>>

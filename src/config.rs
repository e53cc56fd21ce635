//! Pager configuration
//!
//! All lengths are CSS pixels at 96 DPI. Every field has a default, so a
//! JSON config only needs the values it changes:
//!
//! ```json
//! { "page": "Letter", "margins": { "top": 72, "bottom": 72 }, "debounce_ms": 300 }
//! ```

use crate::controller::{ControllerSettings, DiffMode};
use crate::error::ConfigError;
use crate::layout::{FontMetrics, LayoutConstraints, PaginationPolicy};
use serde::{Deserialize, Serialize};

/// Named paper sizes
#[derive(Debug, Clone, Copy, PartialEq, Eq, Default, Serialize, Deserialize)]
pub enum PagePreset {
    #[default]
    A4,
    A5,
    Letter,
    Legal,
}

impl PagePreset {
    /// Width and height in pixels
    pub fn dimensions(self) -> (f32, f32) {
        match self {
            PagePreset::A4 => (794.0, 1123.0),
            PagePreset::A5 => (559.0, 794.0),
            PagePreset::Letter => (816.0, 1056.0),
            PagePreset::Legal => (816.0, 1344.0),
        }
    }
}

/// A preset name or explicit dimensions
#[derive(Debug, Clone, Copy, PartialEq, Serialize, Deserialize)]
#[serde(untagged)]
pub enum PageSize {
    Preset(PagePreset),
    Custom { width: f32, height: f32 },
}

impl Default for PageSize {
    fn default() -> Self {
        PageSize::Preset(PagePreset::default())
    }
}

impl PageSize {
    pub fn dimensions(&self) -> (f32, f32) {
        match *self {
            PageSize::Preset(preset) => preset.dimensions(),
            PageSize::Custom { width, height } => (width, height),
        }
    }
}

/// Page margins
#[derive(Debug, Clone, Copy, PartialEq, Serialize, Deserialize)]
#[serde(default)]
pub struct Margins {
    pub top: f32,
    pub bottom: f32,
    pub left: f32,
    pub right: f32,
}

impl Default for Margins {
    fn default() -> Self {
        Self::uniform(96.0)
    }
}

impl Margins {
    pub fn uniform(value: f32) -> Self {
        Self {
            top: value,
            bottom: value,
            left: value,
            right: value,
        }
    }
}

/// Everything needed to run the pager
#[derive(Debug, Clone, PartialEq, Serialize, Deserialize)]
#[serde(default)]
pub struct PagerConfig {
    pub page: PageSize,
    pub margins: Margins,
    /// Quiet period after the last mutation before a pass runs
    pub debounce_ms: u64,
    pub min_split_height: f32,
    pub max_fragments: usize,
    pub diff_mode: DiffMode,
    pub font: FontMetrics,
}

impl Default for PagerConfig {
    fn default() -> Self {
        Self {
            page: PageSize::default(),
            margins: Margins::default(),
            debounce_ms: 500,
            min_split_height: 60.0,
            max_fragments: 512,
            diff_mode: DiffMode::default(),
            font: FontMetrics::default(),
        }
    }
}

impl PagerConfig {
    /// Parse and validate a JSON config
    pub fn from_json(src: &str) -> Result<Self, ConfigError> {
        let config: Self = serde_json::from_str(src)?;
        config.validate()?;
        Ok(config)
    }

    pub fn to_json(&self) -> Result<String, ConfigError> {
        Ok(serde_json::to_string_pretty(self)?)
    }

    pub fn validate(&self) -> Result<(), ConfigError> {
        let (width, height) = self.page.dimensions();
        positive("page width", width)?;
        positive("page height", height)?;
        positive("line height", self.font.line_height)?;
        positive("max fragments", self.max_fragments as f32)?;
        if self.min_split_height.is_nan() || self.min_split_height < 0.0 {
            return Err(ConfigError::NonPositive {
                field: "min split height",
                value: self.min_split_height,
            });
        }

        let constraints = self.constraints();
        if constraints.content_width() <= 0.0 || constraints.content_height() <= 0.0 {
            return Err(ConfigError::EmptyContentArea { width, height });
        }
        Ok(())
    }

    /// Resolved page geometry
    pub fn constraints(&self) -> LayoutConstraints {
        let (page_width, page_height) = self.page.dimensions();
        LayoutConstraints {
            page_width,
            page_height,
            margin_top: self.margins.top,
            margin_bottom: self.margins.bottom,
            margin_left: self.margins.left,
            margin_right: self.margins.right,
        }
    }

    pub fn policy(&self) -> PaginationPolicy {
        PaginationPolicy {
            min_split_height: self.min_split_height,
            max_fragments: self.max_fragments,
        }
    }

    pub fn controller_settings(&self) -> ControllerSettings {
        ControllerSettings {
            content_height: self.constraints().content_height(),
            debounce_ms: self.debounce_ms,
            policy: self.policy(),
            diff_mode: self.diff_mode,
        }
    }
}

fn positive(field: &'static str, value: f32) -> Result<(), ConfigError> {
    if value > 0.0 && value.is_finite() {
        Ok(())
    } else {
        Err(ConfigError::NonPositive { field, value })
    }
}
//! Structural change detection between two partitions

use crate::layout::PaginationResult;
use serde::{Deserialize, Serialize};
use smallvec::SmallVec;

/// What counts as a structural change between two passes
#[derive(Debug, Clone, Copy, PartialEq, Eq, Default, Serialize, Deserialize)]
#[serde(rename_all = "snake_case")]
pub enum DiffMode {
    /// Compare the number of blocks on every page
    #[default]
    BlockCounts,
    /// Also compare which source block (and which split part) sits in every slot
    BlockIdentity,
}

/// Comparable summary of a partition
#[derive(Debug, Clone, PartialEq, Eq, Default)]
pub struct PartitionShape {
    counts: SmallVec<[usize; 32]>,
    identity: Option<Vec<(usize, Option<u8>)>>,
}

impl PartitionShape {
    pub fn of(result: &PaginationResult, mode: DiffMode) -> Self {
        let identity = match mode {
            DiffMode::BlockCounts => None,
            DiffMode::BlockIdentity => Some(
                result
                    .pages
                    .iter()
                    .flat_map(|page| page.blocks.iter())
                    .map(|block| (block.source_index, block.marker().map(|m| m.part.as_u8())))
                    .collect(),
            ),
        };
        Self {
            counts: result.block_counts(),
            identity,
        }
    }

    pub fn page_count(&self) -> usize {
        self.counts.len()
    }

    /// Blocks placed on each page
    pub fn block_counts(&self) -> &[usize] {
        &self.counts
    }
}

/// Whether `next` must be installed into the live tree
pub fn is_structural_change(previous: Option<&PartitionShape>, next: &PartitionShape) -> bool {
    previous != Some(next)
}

<<
>>

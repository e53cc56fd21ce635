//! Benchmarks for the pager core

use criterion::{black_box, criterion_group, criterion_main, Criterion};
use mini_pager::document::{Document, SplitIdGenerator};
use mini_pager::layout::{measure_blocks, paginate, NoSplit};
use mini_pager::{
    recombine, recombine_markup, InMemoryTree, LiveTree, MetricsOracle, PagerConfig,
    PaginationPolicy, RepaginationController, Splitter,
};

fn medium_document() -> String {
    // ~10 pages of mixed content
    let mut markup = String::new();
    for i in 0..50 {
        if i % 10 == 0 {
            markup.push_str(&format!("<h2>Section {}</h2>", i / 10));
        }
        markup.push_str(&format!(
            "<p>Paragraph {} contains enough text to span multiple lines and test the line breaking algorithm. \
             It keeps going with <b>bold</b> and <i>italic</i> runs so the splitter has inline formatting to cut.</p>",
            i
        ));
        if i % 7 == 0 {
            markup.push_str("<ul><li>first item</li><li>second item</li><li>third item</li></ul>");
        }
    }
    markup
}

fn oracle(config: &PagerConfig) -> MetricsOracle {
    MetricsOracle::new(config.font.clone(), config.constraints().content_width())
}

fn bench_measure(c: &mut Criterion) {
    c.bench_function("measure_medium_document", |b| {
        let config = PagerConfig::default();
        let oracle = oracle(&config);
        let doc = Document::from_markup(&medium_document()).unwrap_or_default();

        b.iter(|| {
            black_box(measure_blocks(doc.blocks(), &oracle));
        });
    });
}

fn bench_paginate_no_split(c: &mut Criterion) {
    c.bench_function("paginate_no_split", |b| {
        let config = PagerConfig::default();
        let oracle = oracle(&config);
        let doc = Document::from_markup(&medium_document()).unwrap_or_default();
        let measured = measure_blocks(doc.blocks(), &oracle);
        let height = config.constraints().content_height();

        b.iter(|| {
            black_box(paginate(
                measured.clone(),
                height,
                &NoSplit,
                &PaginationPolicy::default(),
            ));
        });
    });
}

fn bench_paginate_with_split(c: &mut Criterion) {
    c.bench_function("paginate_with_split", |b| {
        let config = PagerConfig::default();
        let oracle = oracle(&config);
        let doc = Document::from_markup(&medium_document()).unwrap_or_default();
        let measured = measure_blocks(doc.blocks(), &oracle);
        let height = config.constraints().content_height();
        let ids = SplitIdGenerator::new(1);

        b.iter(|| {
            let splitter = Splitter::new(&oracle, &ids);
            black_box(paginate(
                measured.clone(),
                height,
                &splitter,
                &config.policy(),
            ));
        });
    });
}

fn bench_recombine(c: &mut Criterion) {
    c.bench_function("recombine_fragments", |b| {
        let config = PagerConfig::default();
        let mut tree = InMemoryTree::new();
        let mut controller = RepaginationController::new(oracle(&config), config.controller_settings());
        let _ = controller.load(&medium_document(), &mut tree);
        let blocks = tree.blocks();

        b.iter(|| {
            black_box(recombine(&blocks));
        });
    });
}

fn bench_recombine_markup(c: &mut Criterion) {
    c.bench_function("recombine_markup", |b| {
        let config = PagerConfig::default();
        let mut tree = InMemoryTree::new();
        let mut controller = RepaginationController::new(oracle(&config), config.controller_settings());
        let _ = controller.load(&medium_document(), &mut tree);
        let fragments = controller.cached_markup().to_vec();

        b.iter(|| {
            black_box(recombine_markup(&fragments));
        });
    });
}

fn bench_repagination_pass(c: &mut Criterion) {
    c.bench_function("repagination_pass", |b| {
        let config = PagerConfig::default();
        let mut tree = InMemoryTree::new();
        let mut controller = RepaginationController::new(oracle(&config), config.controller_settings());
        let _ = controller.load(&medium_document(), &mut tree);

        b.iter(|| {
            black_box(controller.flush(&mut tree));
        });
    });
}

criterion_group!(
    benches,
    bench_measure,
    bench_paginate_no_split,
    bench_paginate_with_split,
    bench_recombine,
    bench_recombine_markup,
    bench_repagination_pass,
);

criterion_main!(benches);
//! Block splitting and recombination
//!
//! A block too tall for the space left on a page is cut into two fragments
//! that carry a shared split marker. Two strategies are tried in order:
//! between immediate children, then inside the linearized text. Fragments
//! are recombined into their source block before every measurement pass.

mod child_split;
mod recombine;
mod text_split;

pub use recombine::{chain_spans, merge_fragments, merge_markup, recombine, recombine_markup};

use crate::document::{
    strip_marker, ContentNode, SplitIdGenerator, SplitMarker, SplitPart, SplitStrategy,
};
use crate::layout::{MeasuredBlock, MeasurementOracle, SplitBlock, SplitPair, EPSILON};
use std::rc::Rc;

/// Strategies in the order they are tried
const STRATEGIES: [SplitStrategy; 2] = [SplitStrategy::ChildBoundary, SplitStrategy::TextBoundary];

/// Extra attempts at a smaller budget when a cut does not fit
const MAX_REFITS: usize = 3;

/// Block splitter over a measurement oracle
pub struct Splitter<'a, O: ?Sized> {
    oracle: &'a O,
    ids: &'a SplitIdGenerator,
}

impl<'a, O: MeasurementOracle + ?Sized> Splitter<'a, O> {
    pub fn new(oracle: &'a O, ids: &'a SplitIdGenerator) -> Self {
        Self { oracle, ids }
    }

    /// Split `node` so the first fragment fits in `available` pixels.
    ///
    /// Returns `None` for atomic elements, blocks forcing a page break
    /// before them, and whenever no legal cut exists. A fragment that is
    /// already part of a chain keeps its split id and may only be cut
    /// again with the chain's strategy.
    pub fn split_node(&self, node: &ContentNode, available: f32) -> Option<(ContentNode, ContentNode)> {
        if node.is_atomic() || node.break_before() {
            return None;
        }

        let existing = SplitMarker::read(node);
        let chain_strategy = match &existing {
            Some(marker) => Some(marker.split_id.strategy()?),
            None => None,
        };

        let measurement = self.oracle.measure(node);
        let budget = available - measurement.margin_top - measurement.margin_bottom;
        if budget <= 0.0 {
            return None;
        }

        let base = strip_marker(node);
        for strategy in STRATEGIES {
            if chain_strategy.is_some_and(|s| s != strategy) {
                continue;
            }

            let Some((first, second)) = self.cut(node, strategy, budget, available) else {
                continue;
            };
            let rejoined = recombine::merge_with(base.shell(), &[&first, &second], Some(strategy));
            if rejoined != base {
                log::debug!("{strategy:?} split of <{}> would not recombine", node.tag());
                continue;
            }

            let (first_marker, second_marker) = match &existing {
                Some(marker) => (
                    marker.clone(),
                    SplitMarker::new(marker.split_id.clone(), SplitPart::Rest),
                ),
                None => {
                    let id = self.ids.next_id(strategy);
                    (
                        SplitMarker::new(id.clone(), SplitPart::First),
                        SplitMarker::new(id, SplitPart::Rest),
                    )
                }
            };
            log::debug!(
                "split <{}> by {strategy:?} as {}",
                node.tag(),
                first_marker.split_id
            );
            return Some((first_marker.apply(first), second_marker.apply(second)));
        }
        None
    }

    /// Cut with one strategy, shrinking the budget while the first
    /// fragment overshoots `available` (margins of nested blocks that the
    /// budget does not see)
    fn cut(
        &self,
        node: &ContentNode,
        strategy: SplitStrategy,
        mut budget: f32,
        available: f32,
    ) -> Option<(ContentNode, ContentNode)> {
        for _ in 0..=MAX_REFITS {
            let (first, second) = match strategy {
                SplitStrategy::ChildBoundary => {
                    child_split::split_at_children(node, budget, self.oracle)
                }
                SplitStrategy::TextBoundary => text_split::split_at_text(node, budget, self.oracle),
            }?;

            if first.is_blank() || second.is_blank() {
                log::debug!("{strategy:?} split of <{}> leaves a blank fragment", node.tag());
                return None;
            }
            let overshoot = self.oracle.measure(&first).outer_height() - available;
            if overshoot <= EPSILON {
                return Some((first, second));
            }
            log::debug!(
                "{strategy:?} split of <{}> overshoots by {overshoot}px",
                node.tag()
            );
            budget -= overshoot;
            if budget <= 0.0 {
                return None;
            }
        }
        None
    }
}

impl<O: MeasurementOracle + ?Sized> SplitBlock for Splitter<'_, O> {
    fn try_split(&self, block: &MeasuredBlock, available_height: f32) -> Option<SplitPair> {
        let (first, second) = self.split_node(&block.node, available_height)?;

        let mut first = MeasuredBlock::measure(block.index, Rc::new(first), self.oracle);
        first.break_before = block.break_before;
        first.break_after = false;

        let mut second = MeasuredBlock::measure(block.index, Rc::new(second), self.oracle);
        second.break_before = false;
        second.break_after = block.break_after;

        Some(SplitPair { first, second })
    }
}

<<
>>

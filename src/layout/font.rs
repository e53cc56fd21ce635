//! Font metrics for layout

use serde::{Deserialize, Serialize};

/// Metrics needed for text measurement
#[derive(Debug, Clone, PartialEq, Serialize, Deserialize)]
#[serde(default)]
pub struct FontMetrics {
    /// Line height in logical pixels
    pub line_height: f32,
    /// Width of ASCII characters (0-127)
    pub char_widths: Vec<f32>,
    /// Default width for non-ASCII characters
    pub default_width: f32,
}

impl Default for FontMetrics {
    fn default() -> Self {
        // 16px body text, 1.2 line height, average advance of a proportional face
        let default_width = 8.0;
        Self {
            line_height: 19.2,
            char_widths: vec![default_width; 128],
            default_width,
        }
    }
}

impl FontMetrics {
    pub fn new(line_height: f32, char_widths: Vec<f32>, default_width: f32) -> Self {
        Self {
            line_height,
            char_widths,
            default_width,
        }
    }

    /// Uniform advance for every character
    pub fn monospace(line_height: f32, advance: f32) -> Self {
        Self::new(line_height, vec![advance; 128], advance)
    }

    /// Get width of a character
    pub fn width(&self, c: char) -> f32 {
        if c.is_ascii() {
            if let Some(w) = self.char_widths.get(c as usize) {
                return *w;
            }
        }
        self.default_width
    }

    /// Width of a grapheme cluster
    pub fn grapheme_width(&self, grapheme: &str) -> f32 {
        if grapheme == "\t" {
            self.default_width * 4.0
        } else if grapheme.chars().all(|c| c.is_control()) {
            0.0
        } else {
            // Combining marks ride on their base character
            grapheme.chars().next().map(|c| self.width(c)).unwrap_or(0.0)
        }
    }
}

<<

• _How to complete this task_
In the listing above, start at the line with "criterion_main!(benches);", go on through the line with "they are tried", and copy each of those lines exactly; leave out all the rest.

• _Exercise response_
criterion_main!(benches);
//! Block splitting and recombination
//!
//! A block too tall for the space left on a page is cut into two fragments
//! that carry a shared split marker. Two strategies are tried in order:
//! between immediate children, then inside the linearized text. Fragments
//! are recombined into their source block before every measurement pass.

mod child_split;
mod recombine;
mod text_split;

pub use recombine::{chain_spans, merge_fragments, merge_markup, recombine, recombine_markup};

use crate::document::{
    strip_marker, ContentNode, SplitIdGenerator, SplitMarker, SplitPart, SplitStrategy,
};
use crate::layout::{MeasuredBlock, MeasurementOracle, SplitBlock, SplitPair, EPSILON};
use std::rc::Rc;

/// Strategies in the order they are tried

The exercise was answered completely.